We point out, in addition, that there is no indication in the record before this court that the defendants introduced, in their pleadings, affidavit or supporting documents, any underlying facts to supports the four alleged reasons for discharging the plaintiff. Thus, the trial court was never presented any evidence upon which it could determine whether the charges were well founded and whether, as a matter of law, they constituted good cause for terminating the plaintiff. Further, neither the defendants’ affirmative defense nor their motion for summary judgment expressly addressed the breach of contract claims which the plaintiff raised in her amended complaint and the trial court’s summary judgment refers only to the unconstitutionality of section 9 — 102(B) of the IHRA and makes no reference, either directly or indirectly, to the contractual claims of counts II and III.

Because these are genuine issues of material fact raised by the complaint and answer, and because there is no evidence in the record that the trial court was presented with sufficient undisputed facts to allow it to determine, as a matter of law, that the plaintiff was discharged for good cause, with respect to counts II and III of the plaintiff’s amended complaint, summary judgment was erroneously granted in behalf of the defendants.

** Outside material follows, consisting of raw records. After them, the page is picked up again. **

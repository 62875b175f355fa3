use std::fs;
use std::io::{self, Read};
use std::path::PathBuf;

use anyhow::{anyhow, Context, Result};
use clap::Parser;
use env_logger::Env;
use log::{info, warn};

use fcfs_schedule::gantt::{GanttChart, Palette};
use fcfs_schedule::models::{Process, ScheduleResult};
use fcfs_schedule::scheduler::{FcfsScheduler, ScheduleKpi, ScheduleRequest};
use fcfs_schedule::validation::validate_input;

/// Compute an FCFS schedule for a JSON list of processes.
#[derive(Parser)]
#[command(name = "fcfs", version)]
struct Args {
    /// JSON file with `[{"id", "arrival", "burst"}, ...]` or a request
    /// object `{"processes": [...], "origin": t}`. Reads stdin when absent.
    #[arg(long)]
    input: Option<PathBuf>,

    /// Time the CPU becomes available; overrides the request's origin.
    #[arg(long)]
    origin: Option<i64>,

    /// Characters per time unit in the Gantt chart.
    #[arg(long, default_value_t = 2)]
    scale: usize,

    /// Print the schedule as JSON instead of tables.
    #[arg(long)]
    json: bool,

    /// Enable debug logging.
    #[arg(short, long)]
    verbose: bool,
}

fn main() -> Result<()> {
    let args = Args::parse();

    logger_builder(args.verbose, Env::default()).init();

    let raw = read_input(args.input.as_ref())?;
    let mut request = parse_request(&raw)?;
    if let Some(origin) = args.origin {
        request = request.with_origin(origin);
    }

    if let Err(errors) = validate_input(&request.processes) {
        for e in &errors {
            warn!("{e}");
        }
        return Err(anyhow!("{} invalid process(es) in input", errors.len()));
    }
    info!("scheduling {} process(es)", request.processes.len());

    let result = FcfsScheduler::new().schedule_request(&request)?;
    let kpi = ScheduleKpi::calculate(&result);

    if args.json {
        let chart = GanttChart::from_result(&result, &Palette::default());
        let out = serde_json::json!({
            "schedule": result,
            "kpi": kpi,
            "gantt": chart.segments,
        });
        println!("{}", serde_json::to_string_pretty(&out)?);
        return Ok(());
    }

    print_table(&result);
    println!();
    let chart = GanttChart::from_result(&result, &Palette::default()).with_scale(args.scale);
    println!("{chart}");
    println!();
    print_metrics(&kpi);
    Ok(())
}

/// Info by default, Debug with `-v`; the `env` filter (RUST_LOG) is
/// applied last so it overrides both.
fn logger_builder(verbose: bool, env: Env<'_>) -> env_logger::Builder {
    let level = if verbose {
        log::LevelFilter::Debug
    } else {
        log::LevelFilter::Info
    };
    let mut builder = env_logger::Builder::new();
    builder.filter_level(level).parse_env(env);
    builder
}

/// Accepts a bare process list or a request object.
fn parse_request(raw: &str) -> Result<ScheduleRequest> {
    if raw.trim_start().starts_with('[') {
        let processes: Vec<Process> =
            serde_json::from_str(raw).context("invalid process list")?;
        Ok(ScheduleRequest::new(processes))
    } else {
        serde_json::from_str(raw).context("invalid schedule request")
    }
}

fn read_input(path: Option<&PathBuf>) -> Result<String> {
    match path {
        Some(path) => fs::read_to_string(path)
            .with_context(|| format!("failed to read {}", path.display())),
        None => {
            let mut buf = String::new();
            io::stdin()
                .read_to_string(&mut buf)
                .context("failed to read stdin")?;
            Ok(buf)
        }
    }
}

fn print_table(result: &ScheduleResult) {
    println!(
        "{:<10} {:>8} {:>6} {:>6} {:>8} {:>7} {:>11}",
        "ID", "Arrival", "Burst", "Start", "Waiting", "Finish", "Turnaround"
    );
    for p in result {
        println!(
            "{:<10} {:>8} {:>6} {:>6} {:>8} {:>7} {:>11}",
            p.id(),
            p.arrival(),
            p.burst(),
            p.start,
            p.waiting,
            p.finish,
            p.turnaround
        );
    }
}

fn print_metrics(kpi: &ScheduleKpi) {
    println!("Average waiting time:    {:.2}", kpi.average_waiting);
    println!("Average turnaround time: {:.2}", kpi.average_turnaround);
    println!("Makespan:                {}", kpi.makespan);
    println!("CPU idle time:           {}", kpi.idle_time);
    println!("CPU utilization:         {:.1}%", kpi.utilization * 100.0);
    println!("Throughput:              {:.3} processes/unit", kpi.throughput);
}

Because of our disposition of this issue, we find it unnecessary to resolve the second issue raised by the plaintiff relating to the sufficiency of the affidavit and attached exhibits in conjunction with the motion for summary judgment.

We now turn to an issue which the defendants argue in their brief.

The defendants’ contention is that the plaintiff’s statement of facts fails to conform to the law in two regards. In the first place, they maintain that the plaintiff’s statement of facts does not contain the necessary citations to the record in violation of Supreme Court Rule 341(e)(6) (91 Ill. 2d R. 341(e)(6)). Secondly, they maintain that this court should disregard certain matters contained in the plaintiff’s proposed report of proceedings because the trial court did not certify the bystander’s report as an accurate representation of the proceedings.

*903Our examination of the record reveals that the plaintiff has substantially complied with Rule 341(eX6), for her statement of facts does cite to the appropriate references in the record. However, the defendants correctly point out that the plaintiff’s statement of facts (1) contains references to an uncertified report of proceedings and (2) in reliance on that uncertified bystander’s report, relates the purported arguments of the parties before the trial court at the hearings held on the defendants’ motion for summary judgment and on the plaintiff’s motion to vacate the entry of summary judgment. We note, however, that the record does not contain any evidence of what occurred at those hearings other than the matters related in the plaintiff’s uncertified bystander’s report. Therefore, as the defendants properly argue, this court may not consider any statements of fact in the plaintiff’s brief where the sole support in the record for those statements is found in the uncertified and, hence, legally insufficient, proposed report of proceedings.

The decision of the circuit court of McHenry County is reversed and the cause is remanded for proceedings consistent with this opinion.

Reversed and remanded with directions.

SEIDENFELD, RJ., and REINHARD, J., concur.